Requirement: Output every line of the data exactly as it appears.

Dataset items
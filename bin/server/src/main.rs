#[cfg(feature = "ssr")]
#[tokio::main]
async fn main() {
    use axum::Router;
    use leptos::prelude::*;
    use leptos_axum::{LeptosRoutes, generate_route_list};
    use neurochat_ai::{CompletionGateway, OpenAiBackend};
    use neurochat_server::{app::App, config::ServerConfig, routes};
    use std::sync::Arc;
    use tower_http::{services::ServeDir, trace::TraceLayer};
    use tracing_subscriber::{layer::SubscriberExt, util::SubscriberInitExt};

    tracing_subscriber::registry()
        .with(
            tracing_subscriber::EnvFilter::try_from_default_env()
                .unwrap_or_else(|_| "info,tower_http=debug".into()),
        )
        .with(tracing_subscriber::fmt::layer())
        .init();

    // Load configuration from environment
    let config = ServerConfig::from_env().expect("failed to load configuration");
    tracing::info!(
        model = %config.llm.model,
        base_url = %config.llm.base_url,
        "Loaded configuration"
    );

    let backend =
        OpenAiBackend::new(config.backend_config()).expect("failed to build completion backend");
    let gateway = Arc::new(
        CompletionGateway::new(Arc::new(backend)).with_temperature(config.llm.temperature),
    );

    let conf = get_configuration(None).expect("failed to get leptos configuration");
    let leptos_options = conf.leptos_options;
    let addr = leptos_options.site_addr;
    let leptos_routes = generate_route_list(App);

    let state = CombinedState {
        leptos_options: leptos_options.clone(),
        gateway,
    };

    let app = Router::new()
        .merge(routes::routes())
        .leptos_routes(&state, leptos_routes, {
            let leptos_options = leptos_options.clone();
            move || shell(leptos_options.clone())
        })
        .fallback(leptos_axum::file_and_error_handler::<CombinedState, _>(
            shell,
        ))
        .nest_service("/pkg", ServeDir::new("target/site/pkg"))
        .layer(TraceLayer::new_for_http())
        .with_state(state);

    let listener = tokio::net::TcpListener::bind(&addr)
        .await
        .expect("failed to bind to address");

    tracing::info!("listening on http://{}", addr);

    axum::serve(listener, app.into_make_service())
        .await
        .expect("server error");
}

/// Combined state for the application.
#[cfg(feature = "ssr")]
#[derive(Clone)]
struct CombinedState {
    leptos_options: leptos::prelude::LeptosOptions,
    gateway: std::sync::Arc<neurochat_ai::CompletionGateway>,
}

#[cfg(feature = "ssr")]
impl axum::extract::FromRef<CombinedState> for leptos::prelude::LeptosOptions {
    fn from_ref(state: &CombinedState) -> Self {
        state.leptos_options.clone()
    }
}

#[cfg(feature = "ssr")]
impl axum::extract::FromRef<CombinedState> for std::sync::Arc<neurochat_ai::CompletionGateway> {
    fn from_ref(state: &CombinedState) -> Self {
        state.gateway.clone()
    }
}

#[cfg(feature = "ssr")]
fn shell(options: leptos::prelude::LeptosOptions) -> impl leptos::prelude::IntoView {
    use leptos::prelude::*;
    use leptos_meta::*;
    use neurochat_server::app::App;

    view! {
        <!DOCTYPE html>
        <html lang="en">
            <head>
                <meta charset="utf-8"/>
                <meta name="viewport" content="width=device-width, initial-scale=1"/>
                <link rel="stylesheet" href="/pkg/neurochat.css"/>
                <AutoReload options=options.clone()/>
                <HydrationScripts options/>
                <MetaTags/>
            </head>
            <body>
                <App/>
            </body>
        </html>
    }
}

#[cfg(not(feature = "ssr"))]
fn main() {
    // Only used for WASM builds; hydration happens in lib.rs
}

Solution to this problem:
filename bin/server/src/main.rs
#[cfg(feature = "ssr")]
#[tokio::main]
async fn main() {
    use axum::Router;
    use leptos::prelude::*;
    use leptos_axum::{LeptosRoutes, generate_route_list};
    use neurochat_ai::{CompletionGateway, OpenAiBackend};
    use neurochat_server::{app::App, config::ServerConfig, routes};
    use std::sync::Arc;
    use tower_http::{services::ServeDir, trace::TraceLayer};
    use tracing_subscriber::{layer::SubscriberExt, util::SubscriberInitExt};

    tracing_subscriber::registry()
        .with(
            tracing_subscriber::EnvFilter::try_from_default_env()
                .unwrap_or_else(|_| "info,tower_http=debug".into()),
        )
        .with(tracing_subscriber::fmt::layer())
        .init();

    // Load configuration from environment
    let config = ServerConfig::from_env().expect("failed to load configuration");
    tracing::info!(
        model = %config.llm.model,
        base_url = %config.llm.base_url,
        "Loaded configuration"
    );

    let backend =
        OpenAiBackend::new(config.backend_config()).expect("failed to build completion backend");
    let gateway = Arc::new(
        CompletionGateway::new(Arc::new(backend)).with_temperature(config.llm.temperature),
    );

    let conf = get_configuration(None).expect("failed to get leptos configuration");
    let leptos_options = conf.leptos_options;
    let addr = leptos_options.site_addr;
    let leptos_routes = generate_route_list(App);

    let state = CombinedState {
        leptos_options: leptos_options.clone(),
        gateway,
    };

    let app = Router::new()
        .merge(routes::routes())
        .leptos_routes(&state, leptos_routes, {
            let leptos_options = leptos_options.clone();
            move || shell(leptos_options.clone())
        })
        .fallback(leptos_axum::file_and_error_handler::<CombinedState, _>(
            shell,
        ))
        .nest_service("/pkg", ServeDir::new("target/site/pkg"))
        .layer(TraceLayer::new_for_http())
        .with_state(state);

    let listener = tokio::net::TcpListener::bind(&addr)
        .await
        .expect("failed to bind to address");

    tracing::info!("listening on http://{}", addr);

    axum::serve(listener, app.into_make_service())
        .await
        .expect("server error");
}

/// Combined state for the application.
#[cfg(feature = "ssr")]
#[derive(Clone)]
struct CombinedState {
    leptos_options: leptos::prelude::LeptosOptions,
    gateway: std::sync::Arc<neurochat_ai::CompletionGateway>,
}

#[cfg(feature = "ssr")]
impl axum::extract::FromRef<CombinedState> for leptos::prelude::LeptosOptions {
    fn from_ref(state: &CombinedState) -> Self {
        state.leptos_options.clone()
    }
}

#[cfg(feature = "ssr")]
impl axum::extract::FromRef<CombinedState> for std::sync::Arc<neurochat_ai::CompletionGateway> {
    fn from_ref(state: &CombinedState) -> Self {
        state.gateway.clone()
    }
}

#[cfg(feature = "ssr")]
fn shell(options: leptos::prelude::LeptosOptions) -> impl leptos::prelude::IntoView {
    use leptos::prelude::*;
    use leptos_meta::*;
    use neurochat_server::app::App;

    view! {
        <!DOCTYPE html>
        <html lang="en">
            <head>
                <meta charset="utf-8"/>
                <meta name="viewport" content="width=device-width, initial-scale=1"/>
                <link rel="stylesheet" href="/pkg/neurochat.css"/>
                <AutoReload options=options.clone()/>
                <HydrationScripts options/>
                <MetaTags/>
            </head>
            <body>
                <App/>
            </body>
        </html>
    }
}

#[cfg(not(feature = "ssr"))]
fn main() {
    // Only used for WASM builds; hydration happens in lib.rs
}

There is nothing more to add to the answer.